The middle map (from 1861) shows the streets in the area in which the family lived or worked from the early 1800s to at least 1936. The area was called Bottom Buildings. North Street and South Street were later renamed Lea Street and Brassey Street. The properties between North Street and South Street and Parker's Row and Parker Street were back-to-back houses - meaning that only one wall of the house could have windows and doors. Additional terraced properties were built later between South Street and Parker Row (which was made an extension to Windmill Street).

The first old photograph was taken around 1912 and shows the south side of Parker Street just past its junction with Hornbuckle Street. Joseph and Emma Fairholm (nee Cully) lived on this street from at least 1868 to at least 1871. The properties are probably typical of the ones that family members had lived in from the early 1800s in this area.  The second old photograph shows the chemists at the junction of Alfreton Road & Independent Street - the street immediately north of where family members lived - circa 1904.

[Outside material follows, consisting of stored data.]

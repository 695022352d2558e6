//! API route definitions

use super::{handlers, me_handlers};
use crate::AppState;
use axum::{routing::get, Router};
use tower_http::cors::{Any, CorsLayer};
use tower_http::trace::TraceLayer;

/// Create the API router
pub fn create_router(state: AppState) -> Router {
    let cors = CorsLayer::new()
        .allow_origin(Any)
        .allow_methods(Any)
        .allow_headers(Any);

    Router::new()
        // Health check
        .route("/health", get(handlers::health))
        // Server status
        .route("/api/status", get(handlers::get_status))
        // ====================================================================
        // Current-user resource area
        // ====================================================================
        .route("/api/me", get(me_handlers::get_me))
        .route("/api/me/history", get(me_handlers::get_user_history))
        .route(
            "/api/me/history/{note}",
            get(me_handlers::get_history_entry)
                .put(me_handlers::update_history_entry)
                .delete(me_handlers::delete_history_entry),
        )
        .route("/api/me/notes", get(me_handlers::get_my_notes))
        .route("/api/me/media", get(me_handlers::get_my_media))
        // Middleware
        .layer(TraceLayer::new_for_http())
        .layer(cors)
        .with_state(state)
}
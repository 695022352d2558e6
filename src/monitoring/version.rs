//! Lazily computed, process-wide server version
//!
//! The version descriptor is a pure function of static build metadata, so it
//! is computed at most once per process and shared from then on. The cache
//! is an explicit container rather than a module-level global: "uncomputed"
//! is the cell's empty state, not a sentinel value that could be confused
//! with a computed one.

use anyhow::Result;
use async_trait::async_trait;
use serde::{Deserialize, Serialize};
use std::fmt;
use std::sync::Arc;
use thiserror::Error;
use tokio::sync::OnceCell;

/// Immutable server version descriptor.
#[derive(Debug, Clone, Serialize, Deserialize, PartialEq, Eq)]
pub struct ServerVersion {
    pub major: u64,
    pub minor: u64,
    pub patch: u64,
    /// Attached by deployment policy, never derived from the version string.
    pub pre_release: String,
}

impl fmt::Display for ServerVersion {
    fn fmt(&self, f: &mut fmt::Formatter<'_>) -> fmt::Result {
        write!(f, "{}.{}.{}", self.major, self.minor, self.patch)?;
        if !self.pre_release.is_empty() {
            write!(f, "-{}", self.pre_release)?;
        }
        Ok(())
    }
}

/// Failures of version computation.
///
/// Both variants mean the deployment is misconfigured: surface them at
/// startup (or as a 500 from the status endpoint) instead of retrying.
#[derive(Debug, Error)]
pub enum VersionError {
    #[error("malformed server version {raw:?}: expected MAJOR.MINOR.PATCH")]
    Malformed { raw: String },

    #[error(transparent)]
    Source(#[from] anyhow::Error),
}

/// Source of the dotted version string.
#[async_trait]
pub trait VersionMetadataSource: Send + Sync {
    async fn read(&self) -> Result<String>;
}

/// Reads the version baked into the binary at compile time.
#[derive(Debug, Default)]
pub struct BuildMetadataSource;

#[async_trait]
impl VersionMetadataSource for BuildMetadataSource {
    async fn read(&self) -> Result<String> {
        Ok(env!("CARGO_PKG_VERSION").to_string())
    }
}

/// Fixed version string, for tests and overrides.
#[derive(Debug)]
pub struct StaticVersionSource(pub String);

#[async_trait]
impl VersionMetadataSource for StaticVersionSource {
    async fn read(&self) -> Result<String> {
        Ok(self.0.clone())
    }
}

/// Process-wide container for the lazily computed [`ServerVersion`].
///
/// First computation is serialized by the cell; every caller, including
/// concurrent first callers, observes the same field values. The computation
/// itself is pure, so even redundant recomputation would be harmless — the
/// cell just makes the single-write property explicit.
pub struct VersionCache {
    source: Arc<dyn VersionMetadataSource>,
    pre_release: String,
    cell: OnceCell<ServerVersion>,
}

impl VersionCache {
    pub fn new(source: Arc<dyn VersionMetadataSource>, pre_release: impl Into<String>) -> Self {
        Self {
            source,
            pre_release: pre_release.into(),
            cell: OnceCell::new(),
        }
    }

    /// Return the cached version, computing it on first access.
    pub async fn get_or_compute(&self) -> Result<ServerVersion, VersionError> {
        let version = self
            .cell
            .get_or_try_init(|| async {
                let raw = self.source.read().await?;
                let (major, minor, patch) = parse_components(&raw)?;
                Ok::<_, VersionError>(ServerVersion {
                    major,
                    minor,
                    patch,
                    pre_release: self.pre_release.clone(),
                })
            })
            .await?;
        Ok(version.clone())
    }
}

/// Parse exactly three dot-separated numeric components.
fn parse_components(raw: &str) -> Result<(u64, u64, u64), VersionError> {
    let malformed = || VersionError::Malformed {
        raw: raw.to_string(),
    };

    let mut parts = raw.trim().split('.');
    match (parts.next(), parts.next(), parts.next(), parts.next()) {
        (Some(major), Some(minor), Some(patch), None) => {
            let major = major.parse().map_err(|_| malformed())?;
            let minor = minor.parse().map_err(|_| malformed())?;
            let patch = patch.parse().map_err(|_| malformed())?;
            Ok((major, minor, patch))
        }
        _ => Err(malformed()),
    }
}

#[cfg(test)]
mod tests {
    use super::*;
    use std::sync::atomic::{AtomicUsize, Ordering};

    /// Counts reads so tests can assert the at-most-once property.
    struct CountingSource {
        version: String,
        reads: AtomicUsize,
    }

    #[async_trait]
    impl VersionMetadataSource for CountingSource {
        async fn read(&self) -> Result<String> {
            self.reads.fetch_add(1, Ordering::SeqCst);
            Ok(self.version.clone())
        }
    }

    fn cache_for(version: &str) -> VersionCache {
        VersionCache::new(Arc::new(StaticVersionSource(version.to_string())), "dev")
    }

    #[tokio::test]
    async fn test_three_component_string_parses() {
        let version = cache_for("1.9.3").get_or_compute().await.unwrap();
        assert_eq!(version.major, 1);
        assert_eq!(version.minor, 9);
        assert_eq!(version.patch, 3);
        assert_eq!(version.pre_release, "dev");
        assert_eq!(version.to_string(), "1.9.3-dev");
    }

    #[tokio::test]
    async fn test_missing_patch_component_is_malformed() {
        let err = cache_for("1.9").get_or_compute().await.unwrap_err();
        assert!(matches!(err, VersionError::Malformed { .. }));
    }

    #[tokio::test]
    async fn test_extra_and_non_numeric_components_are_malformed() {
        for raw in ["1.9.3.4", "1.x.3", "", "one.two.three"] {
            let err = cache_for(raw).get_or_compute().await.unwrap_err();
            assert!(matches!(err, VersionError::Malformed { .. }), "raw={raw:?}");
        }
    }

    #[tokio::test]
    async fn test_concurrent_first_access_observes_one_value() {
        let source = Arc::new(CountingSource {
            version: "2.4.6".to_string(),
            reads: AtomicUsize::new(0),
        });
        let cache = Arc::new(VersionCache::new(source.clone(), "dev"));

        let tasks: Vec<_> = (0..16)
            .map(|_| {
                let cache = cache.clone();
                tokio::spawn(async move { cache.get_or_compute().await.unwrap() })
            })
            .collect();

        let versions: Vec<ServerVersion> = futures::future::join_all(tasks)
            .await
            .into_iter()
            .map(|r| r.unwrap())
            .collect();

        let first = &versions[0];
        assert!(versions.iter().all(|v| v == first));
        assert_eq!(source.reads.load(Ordering::SeqCst), 1);
    }

    #[tokio::test]
    async fn test_malformed_source_keeps_failing() {
        let cache = cache_for("not-a-version");
        assert!(cache.get_or_compute().await.is_err());
        // The cell stays empty after a failed init; later calls fail the
        // same way instead of observing a half-computed value.
        assert!(cache.get_or_compute().await.is_err());
    }
}
//! Bearer-token principal extraction
//!
//! Token issuance and validation are the identity component's concern; the
//! API layer only turns `Authorization: Bearer <token>` into a resolved
//! [`Principal`] via the [`UserDirectory`] contract.

use super::handlers::AppError;
use crate::users::Principal;
use crate::AppState;
use axum::extract::FromRequestParts;
use axum::http::{header::AUTHORIZATION, request::Parts};

/// The authenticated principal of the current request.
pub struct AuthUser(pub Principal);

impl FromRequestParts<AppState> for AuthUser {
    type Rejection = AppError;

    async fn from_request_parts(
        parts: &mut Parts,
        state: &AppState,
    ) -> Result<Self, Self::Rejection> {
        let header = parts
            .headers
            .get(AUTHORIZATION)
            .and_then(|value| value.to_str().ok())
            .ok_or_else(|| AppError::Unauthorized("missing authorization header".to_string()))?;

        let token = header
            .strip_prefix("Bearer ")
            .ok_or_else(|| AppError::Unauthorized("expected a bearer token".to_string()))?;

        let principal = state
            .users
            .find_by_token(token)
            .await?
            .ok_or_else(|| AppError::Unauthorized("invalid or expired token".to_string()))?;

        Ok(AuthUser(principal))
    }
}
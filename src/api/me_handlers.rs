//! Handlers for the current-user resource area
//!
//! Thin pass-through layer: every handler extracts the authenticated
//! principal, delegates to a service or store contract, and maps typed
//! errors onto HTTP outcomes.

use super::auth::AuthUser;
use super::handlers::AppError;
use crate::history::{HistoryEntryInfo, HistoryEntryPatch};
use crate::media::MediaUpload;
use crate::notes::NoteMetadata;
use crate::users::UserInfo;
use crate::AppState;
use axum::{
    extract::{Path, State},
    http::StatusCode,
    Json,
};

/// GET /api/me — the caller's own user info.
pub async fn get_me(AuthUser(principal): AuthUser) -> Json<UserInfo> {
    Json(UserInfo::from(&principal))
}

/// GET /api/me/history — all history entries, most recently visited first.
pub async fn get_user_history(
    State(state): State<AppState>,
    AuthUser(principal): AuthUser,
) -> Result<Json<Vec<HistoryEntryInfo>>, AppError> {
    let entries = state.history.list_entries(&principal).await?;
    let mut infos = Vec::with_capacity(entries.len());
    for entry in &entries {
        infos.push(state.history.entry_info(&principal, entry).await?);
    }
    Ok(Json(infos))
}

/// GET /api/me/history/{note} — one entry by note ID or alias.
pub async fn get_history_entry(
    State(state): State<AppState>,
    AuthUser(principal): AuthUser,
    Path(note): Path<String>,
) -> Result<Json<HistoryEntryInfo>, AppError> {
    let entry = state.history.get_entry(&principal, &note).await?;
    let info = state.history.entry_info(&principal, &entry).await?;
    Ok(Json(info))
}

/// PUT /api/me/history/{note} — upsert the entry's pin state and refresh
/// its last-visited timestamp.
pub async fn update_history_entry(
    State(state): State<AppState>,
    AuthUser(principal): AuthUser,
    Path(note): Path<String>,
    Json(patch): Json<HistoryEntryPatch>,
) -> Result<Json<HistoryEntryInfo>, AppError> {
    let entry = state.history.update_entry(&principal, &note, patch).await?;
    let info = state.history.entry_info(&principal, &entry).await?;
    Ok(Json(info))
}

/// DELETE /api/me/history/{note} — remove the entry.
pub async fn delete_history_entry(
    State(state): State<AppState>,
    AuthUser(principal): AuthUser,
    Path(note): Path<String>,
) -> Result<StatusCode, AppError> {
    state.history.delete_entry(&principal, &note).await?;
    Ok(StatusCode::NO_CONTENT)
}

/// GET /api/me/notes — metadata of the caller's own notes.
pub async fn get_my_notes(
    State(state): State<AppState>,
    AuthUser(principal): AuthUser,
) -> Result<Json<Vec<NoteMetadata>>, AppError> {
    let notes = state.notes.list_owned_by(&principal).await?;
    Ok(Json(notes.iter().map(NoteMetadata::from).collect()))
}

/// GET /api/me/media — the caller's media uploads.
pub async fn get_my_media(
    State(state): State<AppState>,
    AuthUser(principal): AuthUser,
) -> Result<Json<Vec<MediaUpload>>, AppError> {
    Ok(Json(state.media.list_by_owner(&principal).await?))
}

By the start of World War I the area had become run down. Although improvements were made to some of the properties around that time, the streets that the families had lived in had been demolished by the start of World War II and in the 1960s a massive redevelopment took place in this part of New Radford.

Sneinton grew up on the eastern side of Nottingham, in a similar way to New Radford and New Lenton on the west side - to help cope with the overcrowding in Nottingham.

The bottom map from 1881 shows some of the streets in Sneinton where members of the Radford branch and the Southwell 2 branch lived in the the mid to late 1880s : West Street, North Street and Walker Street. The old photograph shows Carlton Road circa 1917 on a postcard published by W. H. Smith. The streets where family members lived were just to the right of the two boys.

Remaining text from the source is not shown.